→ **EXERCISE MATERIALS**
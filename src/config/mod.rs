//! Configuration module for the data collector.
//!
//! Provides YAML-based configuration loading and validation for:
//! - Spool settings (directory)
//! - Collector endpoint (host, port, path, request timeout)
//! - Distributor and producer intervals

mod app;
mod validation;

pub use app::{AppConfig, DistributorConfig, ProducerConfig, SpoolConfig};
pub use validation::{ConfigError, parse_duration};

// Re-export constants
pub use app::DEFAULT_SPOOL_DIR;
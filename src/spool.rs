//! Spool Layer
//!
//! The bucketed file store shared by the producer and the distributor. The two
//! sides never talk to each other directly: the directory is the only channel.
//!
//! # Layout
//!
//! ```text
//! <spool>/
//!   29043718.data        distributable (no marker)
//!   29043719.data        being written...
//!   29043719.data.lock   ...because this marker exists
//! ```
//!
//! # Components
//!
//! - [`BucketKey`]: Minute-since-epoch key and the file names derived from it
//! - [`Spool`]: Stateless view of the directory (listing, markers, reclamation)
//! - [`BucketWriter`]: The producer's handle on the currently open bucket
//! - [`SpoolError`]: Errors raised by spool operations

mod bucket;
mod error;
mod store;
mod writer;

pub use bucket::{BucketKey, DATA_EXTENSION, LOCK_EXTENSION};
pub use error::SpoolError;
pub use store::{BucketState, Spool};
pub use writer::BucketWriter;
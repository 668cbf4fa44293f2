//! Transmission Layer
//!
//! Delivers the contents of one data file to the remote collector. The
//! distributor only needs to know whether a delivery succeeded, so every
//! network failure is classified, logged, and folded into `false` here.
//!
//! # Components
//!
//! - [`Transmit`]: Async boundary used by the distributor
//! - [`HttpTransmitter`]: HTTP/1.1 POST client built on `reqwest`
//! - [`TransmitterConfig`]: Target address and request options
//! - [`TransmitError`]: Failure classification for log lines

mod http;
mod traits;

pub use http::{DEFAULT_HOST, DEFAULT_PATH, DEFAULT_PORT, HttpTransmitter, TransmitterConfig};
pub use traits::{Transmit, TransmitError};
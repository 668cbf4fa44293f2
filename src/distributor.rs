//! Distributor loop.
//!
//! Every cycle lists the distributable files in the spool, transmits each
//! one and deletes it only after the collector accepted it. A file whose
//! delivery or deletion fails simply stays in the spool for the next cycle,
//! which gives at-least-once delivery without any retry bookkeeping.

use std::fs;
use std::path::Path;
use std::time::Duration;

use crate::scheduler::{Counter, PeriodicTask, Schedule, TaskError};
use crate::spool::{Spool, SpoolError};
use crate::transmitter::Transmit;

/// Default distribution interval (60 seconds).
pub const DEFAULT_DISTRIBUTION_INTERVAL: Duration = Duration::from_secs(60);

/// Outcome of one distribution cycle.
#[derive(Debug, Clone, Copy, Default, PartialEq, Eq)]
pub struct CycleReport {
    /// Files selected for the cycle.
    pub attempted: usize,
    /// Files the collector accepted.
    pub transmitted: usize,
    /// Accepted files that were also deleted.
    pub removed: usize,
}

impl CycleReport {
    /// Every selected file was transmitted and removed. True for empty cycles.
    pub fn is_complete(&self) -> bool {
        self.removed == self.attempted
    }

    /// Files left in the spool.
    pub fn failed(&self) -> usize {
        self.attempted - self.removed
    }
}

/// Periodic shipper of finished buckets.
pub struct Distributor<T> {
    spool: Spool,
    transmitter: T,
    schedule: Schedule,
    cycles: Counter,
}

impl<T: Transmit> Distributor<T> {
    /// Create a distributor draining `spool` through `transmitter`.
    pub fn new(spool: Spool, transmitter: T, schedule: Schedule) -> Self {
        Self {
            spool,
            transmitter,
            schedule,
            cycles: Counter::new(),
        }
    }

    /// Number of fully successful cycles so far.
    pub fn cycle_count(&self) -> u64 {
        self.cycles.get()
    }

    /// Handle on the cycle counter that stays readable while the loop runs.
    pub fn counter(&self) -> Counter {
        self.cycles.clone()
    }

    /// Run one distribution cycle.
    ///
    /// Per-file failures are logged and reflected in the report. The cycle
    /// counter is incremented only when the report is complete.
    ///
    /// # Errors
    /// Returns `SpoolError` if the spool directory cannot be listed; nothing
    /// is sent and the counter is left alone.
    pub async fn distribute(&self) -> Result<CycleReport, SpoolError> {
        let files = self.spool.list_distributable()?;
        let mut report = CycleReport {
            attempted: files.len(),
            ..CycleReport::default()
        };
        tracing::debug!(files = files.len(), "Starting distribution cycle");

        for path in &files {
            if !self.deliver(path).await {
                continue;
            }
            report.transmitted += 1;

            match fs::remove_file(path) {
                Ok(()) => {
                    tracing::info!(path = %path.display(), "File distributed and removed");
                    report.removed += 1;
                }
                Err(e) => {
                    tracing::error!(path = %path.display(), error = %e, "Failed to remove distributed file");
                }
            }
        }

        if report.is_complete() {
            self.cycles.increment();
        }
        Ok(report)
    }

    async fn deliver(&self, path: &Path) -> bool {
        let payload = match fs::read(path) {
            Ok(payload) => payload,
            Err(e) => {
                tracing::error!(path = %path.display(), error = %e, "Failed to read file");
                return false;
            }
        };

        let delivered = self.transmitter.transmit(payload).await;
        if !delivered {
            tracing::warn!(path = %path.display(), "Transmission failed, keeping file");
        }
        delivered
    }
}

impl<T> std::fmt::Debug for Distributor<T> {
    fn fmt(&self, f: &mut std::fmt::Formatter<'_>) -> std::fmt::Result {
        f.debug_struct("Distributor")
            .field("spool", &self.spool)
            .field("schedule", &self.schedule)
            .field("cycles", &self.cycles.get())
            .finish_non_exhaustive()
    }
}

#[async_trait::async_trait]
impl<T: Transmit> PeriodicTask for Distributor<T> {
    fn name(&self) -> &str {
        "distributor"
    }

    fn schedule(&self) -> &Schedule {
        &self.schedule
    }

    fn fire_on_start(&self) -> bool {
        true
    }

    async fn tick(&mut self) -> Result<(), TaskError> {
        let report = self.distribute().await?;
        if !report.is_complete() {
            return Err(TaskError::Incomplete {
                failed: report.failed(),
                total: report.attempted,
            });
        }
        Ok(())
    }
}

→ **TASK OBJECTIVE**
Look through the data and gather every line with the string "false" in it.

→ **SOLUTION TO THIS EXERCISE**
//! network failure is classified, logged, and folded into `false` here.
                return false;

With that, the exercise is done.